And Jeanetti – if she was as out of the way as Susan, or Helene and Alban, or a little less giving and sharing, would I spend as much time at hers and with her as I do?
Do I merely take advantage? Or is it more the price of the deal we’ve entered in on? The things I get from her – this computer, water, electricity, food – in exchange for my ears for her to complain into, and my arms to occasionally lift something heavy.
How did it come to this, that I got so embroiled in the village, when my heart always used to be pointed up-canyon?
To change it? To get back to the way it once was? For returning to nature very rarely seems like the backwards step returning to human life, or to a particular mode of human life, often does.
Nature is every new. A great reflector of one’s state of being – and people too, but new people, new places, new ways of interaction, not old, not familiar, not past.
I need to have more alone time, more nature time, more time growing and reaching out to Spirit – and less time listening to complaints, using others for my own ends, biting my tongue, or lashing out.
I need to take care of myself.
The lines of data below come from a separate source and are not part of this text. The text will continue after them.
//! Sistema de manejo de errores
//!
//! Este módulo define el único tipo de error del cliente de la API
//! y el mensaje que se muestra al usuario para cada operación.

use reqwest::StatusCode;
use thiserror::Error;

/// Operación de la API que originó un error
#[derive(Debug, Clone, Copy, PartialEq, Eq)]
pub enum ApiOperation {
    ListCars,
    GetCar,
    CreateCar,
    UpdateCar,
    DeleteCar,
}

impl ApiOperation {
    /// Mensaje genérico cuando el servidor no envía uno propio
    pub fn fallback_message(self) -> &'static str {
        match self {
            ApiOperation::ListCars => "Failed to fetch cars",
            ApiOperation::GetCar => "Failed to fetch car",
            ApiOperation::CreateCar => "Failed to create car",
            ApiOperation::UpdateCar => "Failed to update car",
            ApiOperation::DeleteCar => "Failed to delete car",
        }
    }

    /// Descripción corta para los logs
    pub fn describe(self) -> &'static str {
        match self {
            ApiOperation::ListCars => "fetching cars",
            ApiOperation::GetCar => "fetching car",
            ApiOperation::CreateCar => "creating car",
            ApiOperation::UpdateCar => "updating car",
            ApiOperation::DeleteCar => "deleting car",
        }
    }
}

/// Errores del cliente de la API
#[derive(Error, Debug)]
pub enum ApiError {
    /// Respuesta fuera del rango 2xx
    #[error("{message}")]
    Server {
        operation: ApiOperation,
        status: StatusCode,
        message: String,
    },

    /// Red no disponible, conexión rechazada, etc.
    #[error("{}: {source}", operation.fallback_message())]
    Transport {
        operation: ApiOperation,
        #[source]
        source: reqwest::Error,
    },

    /// Cuerpo de respuesta exitosa que no es JSON válido
    #[error("{}: invalid response body ({source})", operation.fallback_message())]
    Decode {
        operation: ApiOperation,
        #[source]
        source: serde_json::Error,
    },
}

impl ApiError {
    /// Construir un error a partir del cuerpo de error del servidor
    pub fn from_server(operation: ApiOperation, status: StatusCode, message: Option<String>) -> Self {
        let message = message
            .filter(|m| !m.is_empty())
            .unwrap_or_else(|| operation.fallback_message().to_string());

        ApiError::Server {
            operation,
            status,
            message,
        }
    }

    pub fn operation(&self) -> ApiOperation {
        match self {
            ApiError::Server { operation, .. }
            | ApiError::Transport { operation, .. }
            | ApiError::Decode { operation, .. } => *operation,
        }
    }

    /// Código HTTP, solo para errores del servidor
    pub fn status(&self) -> Option<StatusCode> {
        match self {
            ApiError::Server { status, .. } => Some(*status),
            _ => None,
        }
    }

    /// Mensaje que se muestra en la vista
    pub fn message(&self) -> String {
        self.to_string()
    }
}

/// Resultado tipado para operaciones de la API
pub type ApiResult<T> = Result<T, ApiError>;
//! Direcciones de la aplicación
//!
//! El código Neptun viaja en la dirección (`/?neptun=ABC123`) para que el
//! estado se pueda compartir y guardar en marcadores.

use thiserror::Error;
use url::form_urlencoded;

use crate::models::scope::ScopeKey;

#[derive(Debug, Clone, PartialEq, Eq)]
pub enum Route {
    /// Pantalla principal: entrada del código y lista de coches
    Home { scope: Option<ScopeKey> },
    /// Página independiente de edición
    EditCar { id: String, scope: Option<ScopeKey> },
}

#[derive(Debug, Clone, PartialEq, Eq, Error)]
pub enum RouteError {
    #[error("Unknown address: {0}")]
    UnknownPath(String),

    #[error("Malformed address: {0}")]
    Malformed(String),
}

impl Route {
    /// Lista de coches del código dado
    pub fn home(scope: ScopeKey) -> Self {
        Route::Home { scope: Some(scope) }
    }

    pub fn scope(&self) -> Option<&ScopeKey> {
        match self {
            Route::Home { scope } | Route::EditCar { scope, .. } => scope.as_ref(),
        }
    }

    pub fn to_path(&self) -> String {
        let (path, scope) = match self {
            Route::Home { scope } => ("/".to_string(), scope),
            Route::EditCar { id, scope } => (format!("/cars/edit/{}", urlencoding::encode(id)), scope),
        };

        match scope {
            Some(scope) => format!("{}?neptun={}", path, scope.encoded()),
            None => path,
        }
    }

    pub fn parse(address: &str) -> Result<Self, RouteError> {
        let (path, query) = match address.split_once('?') {
            Some((path, query)) => (path, Some(query)),
            None => (address, None),
        };

        let scope = query.and_then(neptun_param);

        let segments: Vec<&str> = path.split('/').filter(|s| !s.is_empty()).collect();
        match segments.as_slice() {
            [] => Ok(Route::Home { scope }),
            ["cars", "edit", id] => {
                let id = urlencoding::decode(id)
                    .map_err(|_| RouteError::Malformed(address.to_string()))?
                    .into_owned();
                Ok(Route::EditCar { id, scope })
            }
            _ => Err(RouteError::UnknownPath(path.to_string())),
        }
    }
}

fn neptun_param(query: &str) -> Option<ScopeKey> {
    form_urlencoded::parse(query.as_bytes())
        .find(|(key, _)| key == "neptun")
        .and_then(|(_, value)| ScopeKey::new(value.into_owned()).ok())
}

/// Historial de direcciones (la barra de direcciones)
/// Entradas anteriores que se conservan
const MAX_PAST_ROUTES: usize = 50;

#[derive(Debug, Clone)]
pub struct History {
    current: Route,
    past: Vec<Route>,
}

impl History {
    pub fn new(initial: Route) -> Self {
        Self {
            current: initial,
            past: Vec::new(),
        }
    }

    pub fn current(&self) -> &Route {
        &self.current
    }

    /// Navegar a `route`. Repetir la dirección actual no crea entrada nueva.
    pub fn push(&mut self, route: Route) {
        if route == self.current {
            return;
        }
        tracing::debug!("🧭 {}", route.to_path());
        let previous = std::mem::replace(&mut self.current, route);
        if self.past.len() == MAX_PAST_ROUTES {
            self.past.remove(0);
        }
        self.past.push(previous);
    }

    /// Volver atrás; en la primera entrada no hace nada
    pub fn back(&mut self) -> &Route {
        if let Some(previous) = self.past.pop() {
            self.current = previous;
        }
        &self.current
    }

    /// Número de entradas, incluida la actual
    pub fn depth(&self) -> usize {
        self.past.len() + 1
    }
}

impl Default for History {
    fn default() -> Self {
        Self::new(Route::Home { scope: None })
    }
}
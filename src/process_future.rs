//! `ProcessFuture`: the per-child state machine, exception mapping, and
//! result access.

use std::collections::HashMap;
use std::os::unix::io::RawFd;
use std::panic::AssertUnwindSafe;
use std::sync::atomic::{AtomicI32, Ordering};
use std::sync::{Arc, Mutex};
use std::time::Duration;

use dusa_collection_utils::core::logger::LogLevel;
use dusa_collection_utils::log;
use tokio::sync::{mpsc, oneshot, Notify};

use crate::clock::Timespec;
use crate::errors::EngineError;
use crate::future::{Future, FutureError};
use crate::monitor_protocol::{
    ProcessControlReqPdu, ProcessControlResPdu, ProcessInfoReqPdu, ProcessInfoResPdu, ProcessParamCode,
    ProcessParamPdu, ProcessStatusPdu, ProcessStatusType,
};
use crate::pdu::Pdu;
use crate::pdu_peer::PDUPeer;

#[derive(Debug, Clone, Copy, PartialEq, Eq)]
pub enum ProcessState {
    Ready,
    Starting,
    Running,
    Error,
    Exited,
    Killed,
    Stopped,
    Abandoned,
}

impl ProcessState {
    pub fn is_terminal(self) -> bool {
        matches!(self, ProcessState::Error | ProcessState::Exited | ProcessState::Killed | ProcessState::Abandoned)
    }

    pub fn is_active(self) -> bool {
        matches!(self, ProcessState::Starting | ProcessState::Running | ProcessState::Stopped)
    }

    pub fn is_running(self) -> bool {
        matches!(self, ProcessState::Running | ProcessState::Stopped)
    }
}

#[derive(Debug, Clone, Copy, PartialEq, Eq)]
pub enum ProcessTerminationType {
    ProcessExited,
    ProcessKilled,
    ProcessStopped,
    ProcessUnknownTermination,
}
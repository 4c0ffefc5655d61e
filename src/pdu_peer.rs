//! `PDUPeer`: one UNIX-domain stream socket wrapped with an outbound queue,
//! a growing inbound buffer, and a serialized stream of connection events.
//!
//! The original design dedicates three OS threads per peer (send, receive,
//! callback) specifically to keep write-back-pressure, blocking receive, and
//! callback re-entrancy isolated from one another. This codebase is fully
//! tokio-idiomatic, so the same three duties are kept as three cooperating
//! tokio tasks instead of three OS threads: the isolation property (a wedged
//! callback cannot stall a send, a slow send cannot stall a receive) holds
//! either way.

use std::os::unix::io::{AsRawFd, RawFd};
use std::sync::atomic::{AtomicBool, AtomicU64, Ordering};
use std::sync::Arc;

use dusa_collection_utils::core::logger::LogLevel;
use dusa_collection_utils::log;
use tokio::io::{AsyncReadExt, AsyncWriteExt};
use tokio::net::UnixStream;
use tokio::sync::{mpsc, Notify};
use tokio::time::Duration;

use crate::errors::EngineError;
use crate::pdu::Pdu;

/// Events a peer reports to its client callback, delivered strictly in
/// order and never concurrently with one another.
#[derive(Debug)]
pub enum PDUPeerEvent {
    Connected,
    Disconnected,
    ReceivedPDU(Pdu),
    SendError,
}

/// Tunable knobs for the inbound receive buffer, lifted out of hardcoded
/// literals into an explicit config value (the concrete defaults live in
/// [`crate::config::EngineConfig`]).
#[derive(Debug, Clone, Copy)]
pub struct BufferPolicy {
    pub initial: usize,
    pub step: usize,
    pub max: usize,
    pub send_deadline: Duration,
}

impl Default for BufferPolicy {
    fn default() -> Self {
        BufferPolicy {
            initial: 4096,
            step: 4096,
            max: 1 << 20,
            send_deadline: Duration::from_secs(5),
        }
    }
}

#[derive(Debug, Default)]
pub struct PeerCounters {
    pub bytes_sent: AtomicU64,
    pub bytes_received: AtomicU64,
    pub pdus_sent: AtomicU64,
    pub pdus_received: AtomicU64,
    pub send_errors: AtomicU64,
    pub disconnects: AtomicU64,
}

/// A wrapped socket with its own outbound queue and a serialized event
/// stream delivered to one callback.
pub struct PDUPeer {
    fd: RawFd,
    outbound: mpsc::UnboundedSender<Pdu>,
    closed: Arc<AtomicBool>,
    shutdown: Arc<Notify>,
    pub counters: Arc<PeerCounters>,
}

impl PDUPeer {
    /// Wraps `stream`, spawning the send, receive, and callback tasks.
    /// `on_event` is invoked from the callback task only, one event at a
    /// time, in arrival order.
    pub fn spawn<F>(stream: UnixStream, policy: BufferPolicy, on_event: F) -> Arc<Self>
    where
        F: Fn(PDUPeerEvent) + Send + Sync + 'static,
    {
        let fd = stream.as_raw_fd();
        let (outbound_tx, mut outbound_rx) = mpsc::unbounded_channel::<Pdu>();
        let (event_tx, mut event_rx) = mpsc::unbounded_channel::<PDUPeerEvent>();
        let closed = Arc::new(AtomicBool::new(false));
        let shutdown = Arc::new(Notify::new());
        let counters = Arc::new(PeerCounters::default());

        let (mut read_half, mut write_half) = stream.into_split();

        // callback task: the only task that ever touches `on_event`.
        tokio::spawn(async move {
            while let Some(event) = event_rx.recv().await {
                on_event(event);
            }
        });

        let _ = event_tx.send(PDUPeerEvent::Connected);

        // send task
        {
            let closed = closed.clone();
            let counters = counters.clone();
            let event_tx = event_tx.clone();
            let send_deadline = policy.send_deadline;
            tokio::spawn(async move {
                while let Some(pdu) = outbound_rx.recv().await {
                    if closed.load(Ordering::SeqCst) {
                        break;
                    }
                    let bytes = pdu.encode();
                    let result = tokio::time::timeout(send_deadline, write_half.write_all(&bytes)).await;
                    match result {
                        Ok(Ok(())) => {
                            counters.bytes_sent.fetch_add(bytes.len() as u64, Ordering::SeqCst);
                            counters.pdus_sent.fetch_add(1, Ordering::SeqCst);
                        }
                        _ => {
                            counters.send_errors.fetch_add(1, Ordering::SeqCst);
                            let _ = event_tx.send(PDUPeerEvent::SendError);
                            break;
                        }
                    }
                }
                closed.store(true, Ordering::SeqCst);
            });
        }

        // receive task
        {
            let closed = closed.clone();
            let counters = counters.clone();
            let event_tx = event_tx.clone();
            let shutdown = shutdown.clone();
            tokio::spawn(async move {
                let mut buf: Vec<u8> = Vec::with_capacity(policy.initial);
                let mut cap = policy.initial;
                let mut chunk = vec![0u8; 4096];

                'outer: loop {
                    tokio::select! {
                        _ = shutdown.notified() => break 'outer,
                        read_result = read_half.read(&mut chunk) => {
                            match read_result {
                                Ok(0) => break 'outer,
                                Ok(n) => {
                                    counters.bytes_received.fetch_add(n as u64, Ordering::SeqCst);
                                    buf.extend_from_slice(&chunk[..n]);

                                    loop {
                                        match Pdu::try_decode(&buf) {
                                            Ok(Some((pdu, consumed))) => {
                                                counters.pdus_received.fetch_add(1, Ordering::SeqCst);
                                                buf.drain(..consumed);
                                                let _ = event_tx.send(PDUPeerEvent::ReceivedPDU(pdu));
                                            }
                                            Ok(None) => {
                                                if buf.len() > cap {
                                                    if cap >= policy.max {
                                                        log!(LogLevel::Error, "peer {} receive buffer exceeded cap", fd);
                                                        break 'outer;
                                                    }
                                                    cap = (cap + policy.step).min(policy.max);
                                                }
                                                break;
                                            }
                                            Err(EngineError::PDUVersionInvalid) => {
                                                log!(LogLevel::Error, "peer {} sent an invalid PDU version", fd);
                                                break 'outer;
                                            }
                                            Err(_) => break 'outer,
                                        }
                                    }
                                }
                                Err(_) => break 'outer,
                            }
                        }
                    }
                }

                closed.store(true, Ordering::SeqCst);
                counters.disconnects.fetch_add(1, Ordering::SeqCst);
                let _ = event_tx.send(PDUPeerEvent::Disconnected);
            });
        }

        Arc::new(PDUPeer {
            fd,
            outbound: outbound_tx,
            closed,
            shutdown,
            counters,
        })
    }

    pub fn raw_fd(&self) -> RawFd {
        self.fd
    }

    pub fn is_closed(&self) -> bool {
        self.closed.load(Ordering::SeqCst)
    }

    /// Enqueues a PDU for the send task. Fails with
    /// [`EngineError::InvalidPeer`] once the peer has disconnected.
    pub fn send(&self, pdu: Pdu) -> Result<(), EngineError> {
        if self.closed.load(Ordering::SeqCst) {
            return Err(EngineError::InvalidPeer);
        }
        self.outbound.send(pdu).map_err(|_| EngineError::InvalidPeer)
    }

    /// Closes the peer: stops the receive task and lets the send task drain
    /// naturally (dropping the sender half once no more sends are queued).
    pub fn close(&self) {
        self.closed.store(true, Ordering::SeqCst);
        self.shutdown.notify_waiters();
    }
}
To ask myself, “is this who I am? Is this who I want to be?”
Something somewhere along the line has gone a little wrong. Maybe starting with Pearl. Or maybe this is the way it was always going to be. Just time passing and the inevitable surfacing and resurfacing of my inner traits, my foibles and flaws.
“Wherever you go, there you are.”
Certainly, I’m losing patience with others. Taking out my general complaining Canadian frustrations on Susan. Scapegoating Jay for the intolerable mass of monologuing Americans. Dismissing Alex and Jenna for the barrage of Ayahuasca suppers.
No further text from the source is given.